RECORDS SUPPLIED ::
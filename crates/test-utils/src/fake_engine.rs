use std::collections::{HashMap, HashSet};
use std::future::ready;
use std::sync::Mutex;

use runjob::auth::RegistryCredentials;
use runjob::container::{
    ContainerEngine, ContainerSpec, ContainerStatus, EngineError, EngineFuture, EngineResult,
    NetworkSummary,
};
use runjob::parse::ImageReference;

/// One call made against the fake engine, in the order it happened.
#[derive(Debug, Clone, PartialEq, Eq)]
pub enum EngineCall {
    Pull {
        repository: String,
        tag: String,
        registry: String,
        username: Option<String>,
    },
    Create(ContainerSpec),
    ListNetworks(String),
    Connect {
        network_id: String,
        container_id: String,
    },
    Start(String),
    Inspect(String),
    Remove(String),
}

/// Engine operations that can be told to fail.
#[derive(Debug, Clone, Copy, PartialEq, Eq, Hash)]
pub enum Operation {
    Pull,
    Create,
    ListNetworks,
    Connect,
    Start,
    Inspect,
    Remove,
}

/// How a container behaves once started.
#[derive(Debug, Clone, Copy, PartialEq, Eq)]
pub enum Behaviour {
    /// Report running for `polls` inspections after start, then stopped
    /// with exit code `code`.
    ExitAfter { polls: usize, code: i64 },
    NeverExits,
}

#[derive(Debug)]
struct FakeContainer {
    behaviour: Behaviour,
    started: bool,
    polls: usize,
}

#[derive(Debug)]
struct State {
    calls: Vec<EngineCall>,
    containers: HashMap<String, FakeContainer>,
    networks: Vec<NetworkSummary>,
    failures: HashSet<Operation>,
    new_container_behaviour: Behaviour,
    next_id: u64,
}

/// A scripted in-memory container engine.
///
/// - records every call (see [`FakeEngine::calls`])
/// - containers created through it follow a configurable [`Behaviour`]
///   (default: one running poll, then exit code 0)
/// - any operation can be made to fail with [`FakeEngine::failing`]
/// - the network list filter is a substring match, like Docker's
#[derive(Debug)]
pub struct FakeEngine {
    state: Mutex<State>,
}

impl Default for FakeEngine {
    fn default() -> Self {
        Self::new()
    }
}

impl FakeEngine {
    pub fn new() -> Self {
        Self {
            state: Mutex::new(State {
                calls: Vec::new(),
                containers: HashMap::new(),
                networks: Vec::new(),
                failures: HashSet::new(),
                new_container_behaviour: Behaviour::ExitAfter { polls: 1, code: 0 },
                next_id: 1,
            }),
        }
    }

    /// Behaviour of containers created from now on.
    pub fn with_behaviour(self, behaviour: Behaviour) -> Self {
        self.state.lock().unwrap().new_container_behaviour = behaviour;
        self
    }

    /// Register a pre-existing container.
    pub fn with_container(self, id: &str, behaviour: Behaviour) -> Self {
        self.state.lock().unwrap().containers.insert(
            id.to_string(),
            FakeContainer {
                behaviour,
                started: false,
                polls: 0,
            },
        );
        self
    }

    pub fn with_network(self, id: &str, name: &str) -> Self {
        self.state.lock().unwrap().networks.push(NetworkSummary {
            id: id.to_string(),
            name: name.to_string(),
        });
        self
    }

    pub fn failing(self, operation: Operation) -> Self {
        self.state.lock().unwrap().failures.insert(operation);
        self
    }

    pub fn calls(&self) -> Vec<EngineCall> {
        self.state.lock().unwrap().calls.clone()
    }

    pub fn count(&self, operation: Operation) -> usize {
        self.calls()
            .iter()
            .filter(|call| operation_of(call) == operation)
            .count()
    }

    pub fn created(&self) -> Vec<ContainerSpec> {
        self.calls()
            .into_iter()
            .filter_map(|call| match call {
                EngineCall::Create(spec) => Some(spec),
                _ => None,
            })
            .collect()
    }

    pub fn removed(&self) -> Vec<String> {
        self.calls()
            .into_iter()
            .filter_map(|call| match call {
                EngineCall::Remove(id) => Some(id),
                _ => None,
            })
            .collect()
    }

    /// Whether a container with this id still exists.
    pub fn exists(&self, id: &str) -> bool {
        self.state.lock().unwrap().containers.contains_key(id)
    }

    fn record(&self, call: EngineCall) -> std::sync::MutexGuard<'_, State> {
        let mut state = self.state.lock().unwrap();
        state.calls.push(call);
        state
    }
}

fn operation_of(call: &EngineCall) -> Operation {
    match call {
        EngineCall::Pull { .. } => Operation::Pull,
        EngineCall::Create(_) => Operation::Create,
        EngineCall::ListNetworks(_) => Operation::ListNetworks,
        EngineCall::Connect { .. } => Operation::Connect,
        EngineCall::Start(_) => Operation::Start,
        EngineCall::Inspect(_) => Operation::Inspect,
        EngineCall::Remove(_) => Operation::Remove,
    }
}

fn check(state: &State, operation: Operation) -> EngineResult<()> {
    if state.failures.contains(&operation) {
        return Err(EngineError::Other(format!("injected {operation:?} failure")));
    }
    Ok(())
}

impl ContainerEngine for FakeEngine {
    fn pull_image<'a>(
        &'a self,
        image: &'a ImageReference,
        credentials: Option<&'a RegistryCredentials>,
    ) -> EngineFuture<'a, ()> {
        let state = self.record(EngineCall::Pull {
            repository: image.repository.clone(),
            tag: image.tag.clone(),
            registry: image.registry.clone(),
            username: credentials.map(|c| c.username.clone()),
        });
        Box::pin(ready(check(&state, Operation::Pull)))
    }

    fn create_container<'a>(&'a self, spec: &'a ContainerSpec) -> EngineFuture<'a, String> {
        let mut state = self.record(EngineCall::Create(spec.clone()));
        let result = check(&state, Operation::Create).map(|()| {
            let id = format!("fake-{}", state.next_id);
            state.next_id += 1;
            let behaviour = state.new_container_behaviour;
            state.containers.insert(
                id.clone(),
                FakeContainer {
                    behaviour,
                    started: false,
                    polls: 0,
                },
            );
            id
        });
        Box::pin(ready(result))
    }

    fn list_networks<'a>(&'a self, name: &'a str) -> EngineFuture<'a, Vec<NetworkSummary>> {
        let state = self.record(EngineCall::ListNetworks(name.to_string()));
        let result = check(&state, Operation::ListNetworks).map(|()| {
            state
                .networks
                .iter()
                .filter(|n| n.name.contains(name))
                .cloned()
                .collect()
        });
        Box::pin(ready(result))
    }

    fn connect_network<'a>(
        &'a self,
        network_id: &'a str,
        container_id: &'a str,
    ) -> EngineFuture<'a, ()> {
        let state = self.record(EngineCall::Connect {
            network_id: network_id.to_string(),
            container_id: container_id.to_string(),
        });
        Box::pin(ready(check(&state, Operation::Connect)))
    }

    fn start_container<'a>(&'a self, container_id: &'a str) -> EngineFuture<'a, ()> {
        let mut state = self.record(EngineCall::Start(container_id.to_string()));
        let result = check(&state, Operation::Start).and_then(|()| {
            match state.containers.get_mut(container_id) {
                Some(container) => {
                    container.started = true;
                    Ok(())
                }
                None => Err(EngineError::NotFound(container_id.to_string())),
            }
        });
        Box::pin(ready(result))
    }

    fn inspect_container<'a>(
        &'a self,
        container_id: &'a str,
    ) -> EngineFuture<'a, ContainerStatus> {
        let mut state = self.record(EngineCall::Inspect(container_id.to_string()));
        let result = check(&state, Operation::Inspect).and_then(|()| {
            let container = state
                .containers
                .get_mut(container_id)
                .ok_or_else(|| EngineError::NotFound(container_id.to_string()))?;

            if !container.started {
                return Ok(ContainerStatus {
                    running: false,
                    exit_code: 0,
                });
            }

            container.polls += 1;
            Ok(match container.behaviour {
                Behaviour::NeverExits => ContainerStatus {
                    running: true,
                    exit_code: 0,
                },
                Behaviour::ExitAfter { polls, code } if container.polls > polls => {
                    ContainerStatus {
                        running: false,
                        exit_code: code,
                    }
                }
                Behaviour::ExitAfter { .. } => ContainerStatus {
                    running: true,
                    exit_code: 0,
                },
            })
        });
        Box::pin(ready(result))
    }

    fn remove_container<'a>(&'a self, container_id: &'a str) -> EngineFuture<'a, ()> {
        let mut state = self.record(EngineCall::Remove(container_id.to_string()));
        let result = check(&state, Operation::Remove).and_then(|()| {
            state
                .containers
                .remove(container_id)
                .map(|_| ())
                .ok_or_else(|| EngineError::NotFound(container_id.to_string()))
        });
        Box::pin(ready(result))
    }
}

WHAT YOU WILL DO :: Lines holding the string "struct" in the records above must be counted; give the number alone.

RESULT BELOW :: 3